=== RECORDS TO PROCESS ===
//! Baseline fallback for failed test runs.
//!
//! When a run fails, the pre-change baseline is re-tested on the same host.
//! If the baseline fails as well, the failure predates the change and the
//! run is treated as a pass. If the baseline passes, the failure stands.

use crate::collab::{Publisher, RunRequest, Runner};
use crate::error::Result;
use tracing::{info, warn};

/// Identifier the baseline run is submitted under.
pub const BASELINE_UID: &str = "baseline check";

/// Whether a failed run should be checked against the baseline.
///
/// Needs a failure, a baseline revision that differs from the built one and
/// a publisher to derive the baseline artifact URL from. A build without a
/// known head counts as different.
pub fn should_attempt(
    retcode: i32,
    base_head: Option<&str>,
    build_head: Option<&str>,
    has_publisher: bool,
) -> bool {
    let Some(base) = base_head else {
        return false;
    };
    retcode != 0 && has_publisher && build_head != Some(base)
}

/// Final result once the baseline has run.
pub fn resolve(primary: i32, baseline: i32) -> i32 {
    if baseline != 0 {
        0
    } else {
        primary
    }
}

/// What the baseline run is submitted with.
#[derive(Debug, Clone, PartialEq, Eq)]
pub struct BaselineRequest {
    pub base_head: String,
    pub release: Option<String>,
    pub wait: bool,
    /// Host the primary run used
    pub host: Option<String>,
}

impl BaselineRequest {
    /// Published tarball name of the baseline build.
    pub fn tarball_name(&self) -> String {
        format!("{}.tar.gz", self.base_head)
    }

    pub fn run_request(&self, build_url: String) -> RunRequest {
        RunRequest {
            release: self.release.clone(),
            wait: self.wait,
            uid: Some(BASELINE_UID.to_string()),
            host: self.host.clone(),
            reschedule: false,
            ..RunRequest::new(build_url)
        }
    }
}

#[derive(Debug, Clone, PartialEq, Eq)]
pub struct BaselineVerdict {
    pub baseline_url: String,
    pub primary_code: i32,
    pub baseline_code: i32,
    pub resolved: i32,
}

impl BaselineVerdict {
    /// The primary failure was overridden.
    pub fn is_preexisting(&self) -> bool {
        self.primary_code != 0 && self.resolved == 0
    }
}

/// Re-test the baseline with `runner` and decide the run's result.
pub async fn run_baseline(
    runner: &mut dyn Runner,
    publisher: &dyn Publisher,
    request: &BaselineRequest,
    primary: i32,
) -> Result<BaselineVerdict> {
    let baseline_url = publisher.derive_url(&request.tarball_name());
    info!(
        base_head = %request.base_head,
        url = %baseline_url,
        host = request.host.as_deref().unwrap_or("-"),
        "Running baseline check"
    );

    let baseline_code = runner
        .run(&request.run_request(baseline_url.clone()))
        .await?;
    let resolved = resolve(primary, baseline_code);

    if resolved == 0 {
        warn!(
            primary = primary,
            baseline = baseline_code,
            "Baseline fails too; treating the failure as pre-existing"
        );
    } else {
        info!(primary = primary, "Baseline passes; failure stands");
    }

    Ok(BaselineVerdict {
        baseline_url,
        primary_code: primary,
        baseline_code,
        resolved,
    })
}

=== EXERCISE DETAILS ===
Retype the material word for word. Add nothing to it.

=== TASK RESPONSE ===
//! Baseline fallback for failed test runs.
//!
//! When a run fails, the pre-change baseline is re-tested on the same host.
//! If the baseline fails as well, the failure predates the change and the
//! run is treated as a pass. If the baseline passes, the failure stands.

use crate::collab::{Publisher, RunRequest, Runner};
use crate::error::Result;
use tracing::{info, warn};

/// Identifier the baseline run is submitted under.
pub const BASELINE_UID: &str = "baseline check";

/// Whether a failed run should be checked against the baseline.
///
/// Needs a failure, a baseline revision that differs from the built one and
/// a publisher to derive the baseline artifact URL from. A build without a
/// known head counts as different.
pub fn should_attempt(
    retcode: i32,
    base_head: Option<&str>,
    build_head: Option<&str>,
    has_publisher: bool,
) -> bool {
    let Some(base) = base_head else {
        return false;
    };
    retcode != 0 && has_publisher && build_head != Some(base)
}

/// Final result once the baseline has run.
pub fn resolve(primary: i32, baseline: i32) -> i32 {
    if baseline != 0 {
        0
    } else {
        primary
    }
}

/// What the baseline run is submitted with.
#[derive(Debug, Clone, PartialEq, Eq)]
pub struct BaselineRequest {
    pub base_head: String,
    pub release: Option<String>,
    pub wait: bool,
    /// Host the primary run used
    pub host: Option<String>,
}

impl BaselineRequest {
    /// Published tarball name of the baseline build.
    pub fn tarball_name(&self) -> String {
        format!("{}.tar.gz", self.base_head)
    }

    pub fn run_request(&self, build_url: String) -> RunRequest {
        RunRequest {
            release: self.release.clone(),
            wait: self.wait,
            uid: Some(BASELINE_UID.to_string()),
            host: self.host.clone(),
            reschedule: false,
            ..RunRequest::new(build_url)
        }
    }
}

#[derive(Debug, Clone, PartialEq, Eq)]
pub struct BaselineVerdict {
    pub baseline_url: String,
    pub primary_code: i32,
    pub baseline_code: i32,
    pub resolved: i32,
}

impl BaselineVerdict {
    /// The primary failure was overridden.
    pub fn is_preexisting(&self) -> bool {
        self.primary_code != 0 && self.resolved == 0
    }
}

/// Re-test the baseline with `runner` and decide the run's result.
pub async fn run_baseline(
    runner: &mut dyn Runner,
    publisher: &dyn Publisher,
    request: &BaselineRequest,
    primary: i32,
) -> Result<BaselineVerdict> {
    let baseline_url = publisher.derive_url(&request.tarball_name());
    info!(
        base_head = %request.base_head,
        url = %baseline_url,
        host = request.host.as_deref().unwrap_or("-"),
        "Running baseline check"
    );

    let baseline_code = runner
        .run(&request.run_request(baseline_url.clone()))
        .await?;
    let resolved = resolve(primary, baseline_code);

    if resolved == 0 {
        warn!(
            primary = primary,
            baseline = baseline_code,
            "Baseline fails too; treating the failure as pre-existing"
        );
    } else {
        info!(primary = primary, "Baseline passes; failure stands");
    }

    Ok(BaselineVerdict {
        baseline_url,
        primary_code: primary,
        baseline_code,
        resolved,
    })
}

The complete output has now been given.